The show at Barry Whistler Gallery represents work inspired
by a moment one trip of sitting on the tarmac in an airplane. I got lost
looking out the window and the yellow and black lines on the runway really
started to resonate with me. I really wanted to bring this into a painting and
I’ve been working on these paintings for the past few years. The L.E.D. work’s veils and values
of blackish-grey follow previous works where my investigation of painted
grounds focused on bright yellow, various greys, red or Pescia blue. Ludwig
Wittgenstein’s “Remarks on Colour” is a touchstone for my questions regarding
color and luminosity; and the black is also informed by Robert Moskowitz’s
night drawings. I also think of Roman frescos with dark backgrounds (on one end
of the time spectrum) and a Jenny Holzer installation at the DIA Foundation, NYC,
many, many years ago on the other. Her installation included a huge dark room
with carefully placed vertical red L.E.D. messages. The room had an odd, almost
silent, yet beautiful “pinging” sound. I also enjoy works by Jonathan Lasker,
Joanne Greenbaum and Terry Winters.
My L.E.D. works
have a painterly, searching, as well as process-oriented use of mark and tool
resulting in a very tactile surface. The paintings are built slowly like
puzzles with line, color, and shape reflecting my interest in structure, light,
space/spatial tension, and architecture (i.e. using aerial, plan, side-view, and
map-like orientation.) Shapes and individual parts, which I use repeatedly in
my paintings and drawings (and re-invent with each use), serve as a language, and
are drawn from specific sources (for example, natural or man-made geometry, plastic
toys, transportation terminal layouts, a Photoshop Magnetic Lasso selection
tool, and my shapes themselves) and form hybrid abstractions. The drawing is slowly arrived at yet
determined and intentional.
Overall, the resulting mechanical-like systems in my work
over the years are subjected to or are participants in an indirect and formal
examination of structure; or a subverted diagrammatic, engineering process.
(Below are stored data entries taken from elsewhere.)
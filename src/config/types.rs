//! Config types for jsonlview.

use serde::Deserialize;
use std::time::Duration;

use crate::cache::DEFAULT_CAPACITY;
use crate::index::DEFAULT_PROGRESS_INTERVAL;
use crate::mode::StreamingMode;

pub const DEFAULT_THRESHOLD_MB: f64 = 10.0;
pub const DEFAULT_CHUNK_SIZE: usize = 1000;
pub const DEFAULT_POLL_INTERVAL_MS: u64 = 100;

/// Engine configuration.
///
/// Mirrors the YAML config file. Every key is optional and unknown keys are
/// rejected.
#[derive(Debug, Clone, PartialEq, Deserialize)]
#[serde(default, deny_unknown_fields)]
pub struct Config {
    /// `auto`, `true` or `false`: whether files are streamed.
    pub enabled: StreamingMode,
    /// Files larger than this many MiB stream in `auto` mode.
    pub threshold_mb: f64,
    /// Lines materialized in the visible window.
    pub chunk_size: usize,
    /// Parse cache capacity per open source.
    pub cache_size: usize,
    /// Tail mode polling interval.
    pub poll_interval_ms: u64,
    /// Lines between index build progress reports.
    pub progress_interval: usize,
}

impl Default for Config {
    fn default() -> Self {
        Self {
            enabled: StreamingMode::Auto,
            threshold_mb: DEFAULT_THRESHOLD_MB,
            chunk_size: DEFAULT_CHUNK_SIZE,
            cache_size: DEFAULT_CAPACITY,
            poll_interval_ms: DEFAULT_POLL_INTERVAL_MS,
            progress_interval: DEFAULT_PROGRESS_INTERVAL,
        }
    }
}

impl Config {
    pub fn poll_interval(&self) -> Duration {
        Duration::from_millis(self.poll_interval_ms)
    }

    /// Semantic checks that serde cannot express.
    pub fn check(&self) -> Result<(), String> {
        if !self.threshold_mb.is_finite() || self.threshold_mb < 0.0 {
            return Err(format!(
                "threshold_mb must be a non-negative number, got {}",
                self.threshold_mb
            ));
        }
        if self.chunk_size == 0 {
            return Err("chunk_size must be greater than 0".to_string());
        }
        if self.cache_size == 0 {
            return Err("cache_size must be greater than 0".to_string());
        }
        if self.poll_interval_ms == 0 {
            return Err("poll_interval_ms must be greater than 0".to_string());
        }
        if self.progress_interval == 0 {
            return Err("progress_interval must be greater than 0".to_string());
        }
        Ok(())
    }
}

#[cfg(test)]
mod tests {
    use super::*;

    #[test]
    fn test_defaults() {
        let config = Config::default();
        assert_eq!(config.enabled, StreamingMode::Auto);
        assert_eq!(config.threshold_mb, 10.0);
        assert_eq!(config.cache_size, 100);
        assert_eq!(config.poll_interval(), Duration::from_millis(100));
        assert!(config.check().is_ok());
    }

    #[test]
    fn test_check_rejects_zero_sizes() {
        let config = Config {
            chunk_size: 0,
            ..Config::default()
        };
        assert!(config.check().unwrap_err().contains("chunk_size"));

        let config = Config {
            cache_size: 0,
            ..Config::default()
        };
        assert!(config.check().unwrap_err().contains("cache_size"));
    }

    #[test]
    fn test_check_rejects_bad_threshold() {
        for threshold_mb in [-1.0, f64::NAN, f64::INFINITY] {
            let config = Config {
                threshold_mb,
                ..Config::default()
            };
            assert!(config.check().is_err());
        }
    }
}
Parts are extracted, analyzed, and re-translated, using both digital and analog
tools. I propose questions in the investigation and set up specific games,
parameters and rules to respond to in the work’s progression. The language of
line propels the work, and I use it to help make visible the parts, and to find
the answer to ‘what connects to this, how is this connected to that, etc.’
Brief Biography:
Lorraine Tady (b. 1967) lives and works in Dallas,
TX. She attended the Yale/Norfolk
School of Art in 1988 with the Ellen Battell-Stoeckel Fellowship. She received
her BFA in painting from Ohio’s Wright State University in 1989 and, on full
scholarship, her MFA in 1991 from Southern Methodist University, Dallas, TX.
Tady has had numerous solo shows at the Barry Whistler
Gallery in Dallas, TX as well as group exhibitions nationally, including
Seattle, Los Angeles, New York, Massachusetts, Washington, D.C., and SPACES in
Cleveland. Her work was included in New American Paintings #48 in 2003. She
received the Kimbrough Award from the Dallas Museum of Art in 1993 and the Ruth
and Harold Chenven Award in 2010. She was nominated for the Arthouse Texas
Prize, the Joan Mitchell Grant and the Louis Comfort Tiffany Grant. Tady is
currently a Clinical Assistant Professor of Visual Art at The University of
Texas at Dallas. She has been Visiting Assistant Professor at the University of
Dallas, Southern Methodist University, and Baylor University. Her work is
included in the American Airlines collection, Saks Fifth Avenue, Miami, as well
as private collections in Dallas and New York.